As is known to us, Eve will be unable to discriminate all signal levels physically without mistakes when

Γ_{A S E}^{E} \geq 1

.

Now focus on the legitimate transmission to receiver Bob. For long-haul transmission, several relay amplifiers will be employed. The average output power of each relaying EDFA can be expressed as [15]

\begin{array}{l} {\bar{P}}_{A S E, i} = G_{i} L_{i} {\bar{P}}_{A S E, i - 1} + N_{i}, 1 \leq i \leq z \\ N_{i} = 2 h ν n_{s p} (G_{i} - 1) {B^{'}}_{o} . \end{array}

Here G_i is the EDFA_i gain, L_i is the fiber loss of each span before EDFA_i, N_i is the added ASE noise from EDFA_i, n_sp is spontaneous emission factor and

{B^{'}}_{o}

is the optical bandwidth of N_i. Then, the ASE average signal power and noise power Bob receives are, respectively,

\begin{array}{l} {\bar{P}}_{A S E, s} = (\prod_{i = 1}^{z} G_{i} L_{i}) {\bar{S}}_{A S E} B_{o} \\ P_{A S E, N} = (\prod_{i = 2}^{z} G_{i} L_{i}) N_{1} + (\prod_{i = 3}^{z} G_{i} L_{i}) N_{2} + \dots + N_{Z} = \sum_{j = 1}^{Z} (N_{j} \prod_{i = j + 1}^{z} G_{i} L_{i}) . \end{array}

To reduce noise ASE, the same OBPF (bandwidth B_o) as that of Alice is adopted before detection. Suppose the loss of each fiber span is just offset by the EDFA behind, i.e., G_i = 1/L_i, then they become:

{\bar{P}}_{A S E, s} = {\bar{S}}_{A S E} B_{o}

and

P_{A S E, N} = 2 h ν n_{s p} \sum_{i = 1}^{Z} (G_{i} - 1) B_{o}

.

By regulating the decision threshold as the running key generated from shared seed key, the M-ary ISK signal can be recovered into binary. Bob only need make a decision between a pair of basis states ${I_{m}^{B}, I_{m + M / 2}^{B}}$ . After channel transmission, the received ASE spectrum is the superposition of source ASE signal and noise ASE from EDFA. Thus, we consider the received PSD of the m-th level ASE light as

S_{A S E, m} = (1 + (m - 1) \frac{e x t - 1}{M}) \frac{2 {\bar{S}}_{A S E}}{1 + e x t} + 2 h ν n_{s p} \sum_{i = 1}^{Z} (G_{i} - 1),

where the first term is the m-th level ASE signal, and the accumulated ASE noise of the second term has two orthogonal polarization modes.
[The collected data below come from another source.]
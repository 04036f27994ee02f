// kahi: workspace root package.
// Hosts the integration test suites under tests/integration; the
// supervisor itself lives in crates/ and services/kahid.
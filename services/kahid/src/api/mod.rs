//! HTTP control API.
//!
//! Served on a Unix socket and/or a TCP address. Routes:
//!   GET  /healthz                                    - liveness (no auth)
//!   GET  /readyz                                     - readiness (no auth)
//!   GET  /api/v1/processes                           - list processes
//!   GET  /api/v1/processes/{name}                    - one process
//!   POST /api/v1/processes/{name}/start              - start
//!   POST /api/v1/processes/{name}/stop               - stop
//!   POST /api/v1/processes/{name}/restart            - restart
//!   POST /api/v1/processes/{name}/signal             - deliver a signal
//!   POST /api/v1/processes/{name}/stdin              - write to stdin
//!   GET  /api/v1/processes/{name}/log/{stream}       - log snapshot
//!   GET  /api/v1/processes/{name}/log/{stream}/stream - log tail (SSE)
//!   GET  /api/v1/groups                              - list groups
//!   POST /api/v1/groups/{name}/{op}                  - group start/stop/restart
//!   GET  /api/v1/config                              - effective config
//!   POST /api/v1/config/reload                       - reload config
//!   POST /api/v1/shutdown                            - request shutdown
//!   GET  /api/v1/version                             - version info
//!   GET  /api/v1/events/stream                       - event firehose (SSE)
//!
//! Everything under `/api/v1` requires authentication on TCP when
//! credentials are configured; Unix-socket requests bypass it (each
//! bound listener tags requests with its [`Transport`]).

pub mod auth;
pub mod groups;
pub mod processes;
pub mod response;
pub mod sse;
pub mod system;

use crate::control::{ConfigManager, DaemonInfo, GroupManager, ProcessManager};
use axum::{
    Extension, Router, middleware,
    routing::{get, post},
};
use kahi_events::EventBus;
use std::io;
use std::net::SocketAddr;
use std::os::unix::fs::{FileTypeExt, PermissionsExt};
use std::path::{Path, PathBuf};
use std::sync::Arc;
use std::time::Duration;
use thiserror::Error;
use tokio::net::{TcpListener, UnixListener};
use tokio::sync::watch;
use tokio::task::JoinHandle;
use tower_http::trace::TraceLayer;
use tracing::{info, warn};

/// Shared handler state: the bus plus the four collaborator capabilities.
#[derive(Clone)]
pub struct AppState {
    pub bus: Arc<EventBus>,
    pub processes: Arc<dyn ProcessManager>,
    pub groups: Arc<dyn GroupManager>,
    pub config: Arc<dyn ConfigManager>,
    pub daemon: Arc<dyn DaemonInfo>,
    pub auth: Option<Credentials>,
}

#[derive(Clone)]
pub struct Credentials {
    pub username: String,
    /// bcrypt hash (`$2` prefix) or, for test setups only, plaintext.
    pub password: String,
}

/// Which listener a request arrived on.  Installed as a request
/// extension by each `serve` call so the auth guard never has to
/// inspect peer-address strings.
#[derive(Debug, Clone, Copy, PartialEq, Eq)]
pub enum Transport {
    Unix,
    Tcp,
}

pub fn build_router(state: AppState) -> Router {
    let api = Router::new()
        .route("/api/v1/processes", get(processes::list_processes))
        .route("/api/v1/processes/{name}", get(processes::get_process))
        .route(
            "/api/v1/processes/{name}/start",
            post(processes::start_process),
        )
        .route(
            "/api/v1/processes/{name}/stop",
            post(processes::stop_process),
        )
        .route(
            "/api/v1/processes/{name}/restart",
            post(processes::restart_process),
        )
        .route(
            "/api/v1/processes/{name}/signal",
            post(processes::signal_process),
        )
        .route(
            "/api/v1/processes/{name}/stdin",
            post(processes::write_stdin),
        )
        .route(
            "/api/v1/processes/{name}/log/{stream}",
            get(processes::read_log),
        )
        .route(
            "/api/v1/processes/{name}/log/{stream}/stream",
            get(sse::process_log_sse),
        )
        .route("/api/v1/groups", get(groups::list_groups))
        .route("/api/v1/groups/{name}/{op}", post(groups::group_op))
        .route("/api/v1/config", get(system::get_config))
        .route("/api/v1/config/reload", post(system::reload_config))
        .route("/api/v1/shutdown", post(system::shutdown))
        .route("/api/v1/version", get(system::version))
        .route("/api/v1/events/stream", get(sse::events_sse))
        .layer(middleware::from_fn_with_state(
            state.clone(),
            auth::require_auth,
        ));

    Router::new()
        .route("/healthz", get(system::healthz))
        .route("/readyz", get(system::readyz))
        .merge(api)
        .layer(TraceLayer::new_for_http())
        .with_state(state)
}

// ---------------------------------------------------------------------------
// Server lifecycle
// ---------------------------------------------------------------------------

#[derive(Debug, Error)]
pub enum ServerError {
    #[error("{path} exists and is not a socket")]
    NotASocket { path: String },
    #[error("{path}: {source}")]
    SocketFile {
        path: String,
        source: io::Error,
    },
    #[error("binding {addr}: {source}")]
    Bind { addr: String, source: io::Error },
    #[error("shutdown: {0}")]
    Shutdown(String),
}

/// The control API server.  Owns its listeners; both are released by
/// [`Server::stop`].
pub struct Server {
    state: AppState,
    shutdown_tx: watch::Sender<bool>,
    unix_task: Option<JoinHandle<io::Result<()>>>,
    tcp_task: Option<JoinHandle<io::Result<()>>>,
    socket_path: Option<PathBuf>,
    tcp_addr: Option<SocketAddr>,
}

impl Server {
    pub fn new(state: AppState) -> Self {
        let (shutdown_tx, _) = watch::channel(false);
        Self {
            state,
            shutdown_tx,
            unix_task: None,
            tcp_task: None,
            socket_path: None,
            tcp_addr: None,
        }
    }

    /// Bind a Unix socket at `path` with permission bits `mode` and
    /// begin serving.  A stale socket file is unlinked first; any other
    /// kind of file at `path` is an error.
    pub fn start_unix(&mut self, path: &Path, mode: u32) -> Result<(), ServerError> {
        remove_stale_socket(path)?;
        let listener = UnixListener::bind(path).map_err(|e| ServerError::Bind {
            addr: path.display().to_string(),
            source: e,
        })?;
        std::fs::set_permissions(path, std::fs::Permissions::from_mode(mode)).map_err(|e| {
            ServerError::SocketFile {
                path: path.display().to_string(),
                source: e,
            }
        })?;
        info!(path = %path.display(), "control api listening on unix socket");

        let app = build_router(self.state.clone()).layer(Extension(Transport::Unix));
        let mut shutdown_rx = self.shutdown_tx.subscribe();
        self.unix_task = Some(tokio::spawn(async move {
            axum::serve(listener, app)
                .with_graceful_shutdown(async move {
                    let _ = shutdown_rx.changed().await;
                })
                .await
        }));
        self.socket_path = Some(path.to_owned());
        Ok(())
    }

    /// Bind a TCP listener at `addr` and begin serving.
    pub async fn start_tcp(&mut self, addr: &str) -> Result<(), ServerError> {
        let listener = TcpListener::bind(addr).await.map_err(|e| ServerError::Bind {
            addr: addr.to_owned(),
            source: e,
        })?;
        let local_addr = listener.local_addr().map_err(|e| ServerError::Bind {
            addr: addr.to_owned(),
            source: e,
        })?;
        if local_addr.ip().is_unspecified() {
            warn!(
                addr = %local_addr,
                "control api bound to all interfaces; make sure credentials are configured"
            );
        }
        info!(addr = %local_addr, "control api listening on tcp");

        let app = build_router(self.state.clone()).layer(Extension(Transport::Tcp));
        let mut shutdown_rx = self.shutdown_tx.subscribe();
        self.tcp_task = Some(tokio::spawn(async move {
            axum::serve(listener, app)
                .with_graceful_shutdown(async move {
                    let _ = shutdown_rx.changed().await;
                })
                .await
        }));
        self.tcp_addr = Some(local_addr);
        Ok(())
    }

    /// Path of the bound Unix socket, if serving one.
    pub fn unix_addr(&self) -> Option<&Path> {
        self.socket_path.as_deref()
    }

    /// Bound TCP address, if serving one (useful when port 0 was used).
    pub fn tcp_addr(&self) -> Option<SocketAddr> {
        self.tcp_addr
    }

    /// Gracefully shut both servers down, waiting up to `deadline` for
    /// each, and remove the socket file.  Errors from both listeners
    /// are aggregated; a missing socket file is not an error.
    pub async fn stop(&mut self, deadline: Duration) -> Result<(), ServerError> {
        let _ = self.shutdown_tx.send(true);
        let mut errors = Vec::new();
        let tasks = [
            ("unix", self.unix_task.take()),
            ("tcp", self.tcp_task.take()),
        ];
        for (label, task) in tasks {
            let Some(mut task) = task else { continue };
            match tokio::time::timeout(deadline, &mut task).await {
                Ok(Ok(Ok(()))) => {}
                Ok(Ok(Err(error))) => errors.push(format!("{label}: {error}")),
                Ok(Err(join_error)) => errors.push(format!("{label}: {join_error}")),
                Err(_) => {
                    task.abort();
                    errors.push(format!("{label}: shutdown deadline exceeded"));
                }
            }
        }
        if let Some(path) = self.socket_path.take() {
            match std::fs::remove_file(&path) {
                Ok(()) => {}
                Err(error) if error.kind() == io::ErrorKind::NotFound => {}
                Err(error) => errors.push(format!("removing {}: {error}", path.display())),
            }
        }
        if errors.is_empty() {
            Ok(())
        } else {
            Err(ServerError::Shutdown(errors.join("; ")))
        }
    }
}

/// Unlink a leftover socket file at `path`.  Missing paths are fine;
/// anything that exists but is not a socket is refused.
pub fn remove_stale_socket(path: &Path) -> Result<(), ServerError> {
    match std::fs::symlink_metadata(path) {
        Err(error) if error.kind() == io::ErrorKind::NotFound => Ok(()),
        Err(error) => Err(ServerError::SocketFile {
            path: path.display().to_string(),
            source: error,
        }),
        Ok(metadata) if metadata.file_type().is_socket() => {
            std::fs::remove_file(path).map_err(|error| ServerError::SocketFile {
                path: path.display().to_string(),
                source: error,
            })
        }
        Ok(_) => Err(ServerError::NotASocket {
            path: path.display().to_string(),
        }),
    }
}
//! Capability interfaces the control API consumes.
//!
//! The API never reaches into the supervisor directly; it talks to
//! these four traits.  Errors cross the boundary as [`ControlError`], a
//! tagged enum whose variants map one-to-one onto HTTP responses (see
//! `api::response::control_error`), so the HTTP classification is a
//! total match instead of message sniffing.

use kahi_events::EventType;
use serde::Serialize;
use std::collections::BTreeMap;
use thiserror::Error;

#[derive(Debug, Error)]
pub enum ControlError {
    #[error("no such process: {0}")]
    NoSuchProcess(String),
    #[error("no such group: {0}")]
    NoSuchGroup(String),
    #[error("already started: {0}")]
    AlreadyStarted(String),
    #[error("process not running: {0}")]
    NotRunning(String),
    #[error("invalid signal: {0}")]
    InvalidSignal(String),
    #[error("process {0} does not accept stdin")]
    StdinNotAccepted(String),
    #[error("{0}")]
    Internal(String),
}

/// Lifecycle states of a supervised process, with the numeric codes
/// exposed as `statecode` in [`ProcessInfo`].
#[derive(Debug, Clone, Copy, PartialEq, Eq, Serialize)]
#[serde(rename_all = "UPPERCASE")]
pub enum ProcessState {
    Stopped,
    Starting,
    Running,
    Backoff,
    Stopping,
    Exited,
    Fatal,
}

impl ProcessState {
    pub const fn as_str(self) -> &'static str {
        match self {
            Self::Stopped => "STOPPED",
            Self::Starting => "STARTING",
            Self::Running => "RUNNING",
            Self::Backoff => "BACKOFF",
            Self::Stopping => "STOPPING",
            Self::Exited => "EXITED",
            Self::Fatal => "FATAL",
        }
    }

    pub const fn code(self) -> u32 {
        match self {
            Self::Stopped => 0,
            Self::Starting => 10,
            Self::Running => 20,
            Self::Backoff => 30,
            Self::Stopping => 40,
            Self::Exited => 100,
            Self::Fatal => 200,
        }
    }

    pub const fn event_type(self) -> EventType {
        match self {
            Self::Stopped => EventType::ProcessStateStopped,
            Self::Starting => EventType::ProcessStateStarting,
            Self::Running => EventType::ProcessStateRunning,
            Self::Backoff => EventType::ProcessStateBackoff,
            Self::Stopping => EventType::ProcessStateStopping,
            Self::Exited => EventType::ProcessStateExited,
            Self::Fatal => EventType::ProcessStateFatal,
        }
    }
}

impl std::fmt::Display for ProcessState {
    fn fmt(&self, f: &mut std::fmt::Formatter<'_>) -> std::fmt::Result {
        f.write_str(self.as_str())
    }
}

/// Which captured output stream of a process to read or tail.
#[derive(Debug, Clone, Copy, PartialEq, Eq)]
pub enum LogStream {
    Stdout,
    Stderr,
}

impl LogStream {
    /// Parse the `{stream}` path segment; anything other than
    /// `stdout`/`stderr` is a client error.
    pub fn parse(segment: &str) -> Option<Self> {
        match segment {
            "stdout" => Some(Self::Stdout),
            "stderr" => Some(Self::Stderr),
            _ => None,
        }
    }

    pub const fn event_type(self) -> EventType {
        match self {
            Self::Stdout => EventType::ProcessLogStdout,
            Self::Stderr => EventType::ProcessLogStderr,
        }
    }
}

/// Snapshot of one supervised process, as served by the API.
#[derive(Debug, Clone, Serialize)]
pub struct ProcessInfo {
    pub name: String,
    pub group: String,
    pub state: ProcessState,
    pub statecode: u32,
    /// 0 when no child is running.
    pub pid: u32,
    /// Seconds since the current child was spawned; 0 when not running.
    pub uptime: u64,
    pub description: String,
    pub exitstatus: i32,
}

#[derive(Debug, Clone, Serialize)]
pub struct ReloadOutcome {
    pub added: Vec<String>,
    pub changed: Vec<String>,
    pub removed: Vec<String>,
}

#[derive(Debug, Clone)]
pub struct ReadyStatus {
    pub ready: bool,
    pub pending: Vec<String>,
}

pub trait ProcessManager: Send + Sync {
    fn list(&self) -> Vec<ProcessInfo>;
    fn get(&self, name: &str) -> Result<ProcessInfo, ControlError>;
    fn start(&self, name: &str) -> Result<(), ControlError>;
    fn stop(&self, name: &str) -> Result<(), ControlError>;
    fn restart(&self, name: &str) -> Result<(), ControlError>;
    /// `signal` is a name from {TERM, HUP, INT, KILL, USR1, USR2, QUIT};
    /// the implementation validates and returns `InvalidSignal` otherwise.
    fn signal(&self, name: &str, signal: &str) -> Result<(), ControlError>;
    fn write_stdin(&self, name: &str, data: &[u8]) -> Result<(), ControlError>;
    /// Read up to `length` bytes from the captured log; a negative
    /// `offset` counts back from the end.
    fn read_log(
        &self,
        name: &str,
        stream: LogStream,
        offset: i64,
        length: usize,
    ) -> Result<Vec<u8>, ControlError>;
}

pub trait GroupManager: Send + Sync {
    fn list_groups(&self) -> Vec<String>;
    fn start_group(&self, name: &str) -> Result<(), ControlError>;
    fn stop_group(&self, name: &str) -> Result<(), ControlError>;
    fn restart_group(&self, name: &str) -> Result<(), ControlError>;
}

pub trait ConfigManager: Send + Sync {
    /// The effective configuration as a JSON document, secrets redacted.
    fn get_config(&self) -> serde_json::Value;
    fn reload(&self) -> Result<ReloadOutcome, ControlError>;
}

pub trait DaemonInfo: Send + Sync {
    fn is_shutting_down(&self) -> bool;
    fn is_ready(&self) -> bool;
    /// Readiness of the named processes.  Unknown names are an error
    /// (the caller maps it to a client error).
    fn check_ready(&self, processes: &[String]) -> Result<ReadyStatus, ControlError>;
    fn version(&self) -> BTreeMap<String, String>;
    fn pid(&self) -> u32;
    /// Request an asynchronous daemon shutdown; returns immediately.
    fn shutdown(&self);
}
//! Loading and aggregation of the line count document.
//!
//! The input is the JSON emitted by the upstream line counter: a top-level
//! object mapping language names to per-language records, with a reserved
//! `"Total"` entry carrying aggregate counts. The consumer is deliberately
//! lenient: entries that are not well-formed records are skipped and absent
//! fields count as zero, since upstream tools differ in which fields they
//! emit.

use std::fs;
use std::path::Path;

use indexmap::IndexMap;
use serde::Deserialize;
use serde_json::Value;

use crate::error::{BadgeError, Result};

/// Reserved key for the aggregate entry.
pub const TOTAL_KEY: &str = "Total";

/// Default number of languages shown in the chart.
pub const DEFAULT_TOP_LANGUAGES: usize = 6;

/// Markup-variant language names folded into their base language for display.
const LANGUAGE_ALIASES: &[(&str, &str)] = &[("TSX", "TypeScript"), ("JSX", "JavaScript")];

/// Per-language record as emitted by the upstream counter.
#[derive(Debug, Clone, Default, Deserialize)]
pub struct LanguageStats {
    #[serde(default)]
    pub code: u64,
    #[serde(default)]
    pub files: u64,
    #[serde(default)]
    pub reports: Vec<Value>,
}

/// Aggregate counts across all languages.
///
/// `lines` includes comment and blank lines, `code` does not.
#[derive(Debug, Clone, Default, Deserialize)]
pub struct AggregateStats {
    #[serde(default)]
    pub code: u64,
    #[serde(default)]
    pub lines: u64,
    #[serde(default)]
    pub files: u64,
}

/// The parsed count document, entries in file order.
#[derive(Debug, Clone)]
pub struct StatsDocument {
    entries: IndexMap<String, Value>,
}

impl StatsDocument {
    /// Read and parse the document at `path`.
    ///
    /// # Errors
    /// Returns [`BadgeError::MissingInput`] if the file does not exist, and
    /// [`BadgeError::Parse`] if its content is not a JSON object.
    pub fn load(path: &Path) -> Result<Self> {
        if !path.exists() {
            return Err(BadgeError::MissingInput {
                path: path.to_path_buf(),
            });
        }
        let content = fs::read_to_string(path)?;
        Self::parse(&content)
    }

    /// Parse a document from its JSON text.
    ///
    /// # Errors
    /// Returns [`BadgeError::Parse`] if the text is not a JSON object.
    pub fn parse(content: &str) -> Result<Self> {
        let entries: IndexMap<String, Value> = serde_json::from_str(content)?;
        Ok(Self { entries })
    }

    /// Aggregate counts from the reserved `Total` entry.
    ///
    /// A missing or malformed entry yields all-zero aggregates.
    #[must_use]
    pub fn totals(&self) -> AggregateStats {
        self.entries
            .get(TOTAL_KEY)
            .and_then(|value| serde_json::from_value(value.clone()).ok())
            .unwrap_or_default()
    }

    /// Per-language entries in document order, skipping the `Total` entry
    /// and anything that is not a well-formed record.
    fn languages(&self) -> impl Iterator<Item = (&str, LanguageStats)> {
        self.entries
            .iter()
            .filter(|(name, _)| name.as_str() != TOTAL_KEY)
            .filter_map(|(name, value)| {
                let stats = serde_json::from_value(value.clone()).ok()?;
                Some((name.as_str(), stats))
            })
    }
}

/// A language surviving zero-filtering and alias merging.
#[derive(Debug, Clone, PartialEq, Eq)]
pub struct RankedLanguage {
    pub name: String,
    pub code: u64,
}

/// Derived view over a [`StatsDocument`]: totals plus the merged language
/// ranking. Constructed once per render call, never persisted.
#[derive(Debug, Clone, Default)]
pub struct Breakdown {
    pub total_code: u64,
    pub total_lines: u64,
    pub total_files: u64,
    /// Merged languages, descending by code count. Ties keep document order.
    pub languages: Vec<RankedLanguage>,
}

impl Breakdown {
    /// Aggregate and rank the document.
    #[must_use]
    pub fn from_document(document: &StatsDocument) -> Self {
        let totals = document.totals();

        let total_files = if totals.files == 0 {
            Self::count_files_from_reports(document)
        } else {
            totals.files
        };

        Self {
            total_code: totals.code,
            total_lines: totals.lines,
            total_files,
            languages: Self::rank_languages(document),
        }
    }

    /// Fallback file count: sum of report-list lengths across all language
    /// entries. Some upstream counters omit `Total.files`.
    fn count_files_from_reports(document: &StatsDocument) -> u64 {
        document
            .languages()
            .map(|(_, stats)| stats.reports.len() as u64)
            .sum()
    }

    /// Merge alias variants into their base language and sort descending by
    /// code count. Zero-code entries are dropped before merging.
    fn rank_languages(document: &StatsDocument) -> Vec<RankedLanguage> {
        let mut merged: IndexMap<&str, u64> = IndexMap::new();
        for (name, stats) in document.languages() {
            if stats.code == 0 {
                continue;
            }
            *merged.entry(canonical_name(name)).or_insert(0) += stats.code;
        }

        let mut languages: Vec<RankedLanguage> = merged
            .into_iter()
            .map(|(name, code)| RankedLanguage {
                name: name.to_string(),
                code,
            })
            .collect();
        languages.sort_by(|a, b| b.code.cmp(&a.code));
        languages
    }

    /// The ranked list truncated to the first `n` languages.
    #[must_use]
    pub fn top(&self, n: usize) -> &[RankedLanguage] {
        &self.languages[..self.languages.len().min(n)]
    }
}

/// Resolve a markup-variant name to the base language it is folded into.
fn canonical_name(name: &str) -> &str {
    LANGUAGE_ALIASES
        .iter()
        .copied()
        .find(|&(alias, _)| alias == name)
        .map_or(name, |(_, base)| base)
}

#[cfg(test)]
#[path = "stats_tests.rs"]
mod tests;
Then

I_{m}^{B} = ℜ S_{A S E, m} B_{o}

.

As for the electrical noise at Bob, we take into account thermal noise, shot noise and ASE-ASE beat noise, which are, respectively,

\begin{array}{l} σ_{T}^{2} = \frac{4 k_{B} T}{R_{L}} B_{e} \\ σ_{s h o t, m}^{2} = 2 q ℜ [(1 + (m - 1) \frac{e x t - 1}{M}) \frac{2 {\bar{S}}_{A S E}}{1 + e x t} + 2 h ν n_{s p} \sum_{i = 1}^{Z} (G_{i} - 1)] B_{o} B_{e} \\ σ_{A S E - A S E, m}^{2} = ℜ^{2} [{((1 + (m - 1) \frac{e x t - 1}{M}) \frac{2 {\bar{S}}_{A S E}}{1 + e x t} + h ν n_{s p} \sum_{i = 1}^{Z} (G_{i} - 1))}^{2} + {(h ν n_{s p} \sum_{i = 1}^{Z} (G_{i} - 1))}^{2}] \frac{B_{e} (2 B_{o} - B_{e})}{2} . \end{array}

Here k_B is Boltzmann constant, R_L is load resistance, and T is absolute temperature. In

σ_{A S E - A S E, m}^{2}

, there are two independent self-beating noise terms of two polarization modes. As a result, the average Q-factor of the M/2 pairs of bases can be derived as

Q = \frac{2}{M} \sum_{m = 1}^{M / 2} \frac{I_{m + M / 2} - I_{m}}{σ_{m + M / 2} + σ_{m}} = \sum_{m = 1}^{M / 2} \frac{\frac{2}{M} (\frac{e x t - 1}{e x t + 1}) ℜ {\bar{S}}_{A S E} B_{o}}{\sqrt{σ_{T}^{2} + σ_{s h o t, M / 2 + m}^{2} + σ_{A S E - A S E, M / 2 + m}^{2}} + \sqrt{σ_{T}^{2} + σ_{s h o t, m}^{2} + σ_{A S E - A S E, m}^{2}}} .

2.2 Numerical results

Based on the theoretical model above, we investigate the security and transmission performances of this ASE-based semi-QNRC in terms of NMS and Q-factor, respectively. Some general parameters are configured in Table 1.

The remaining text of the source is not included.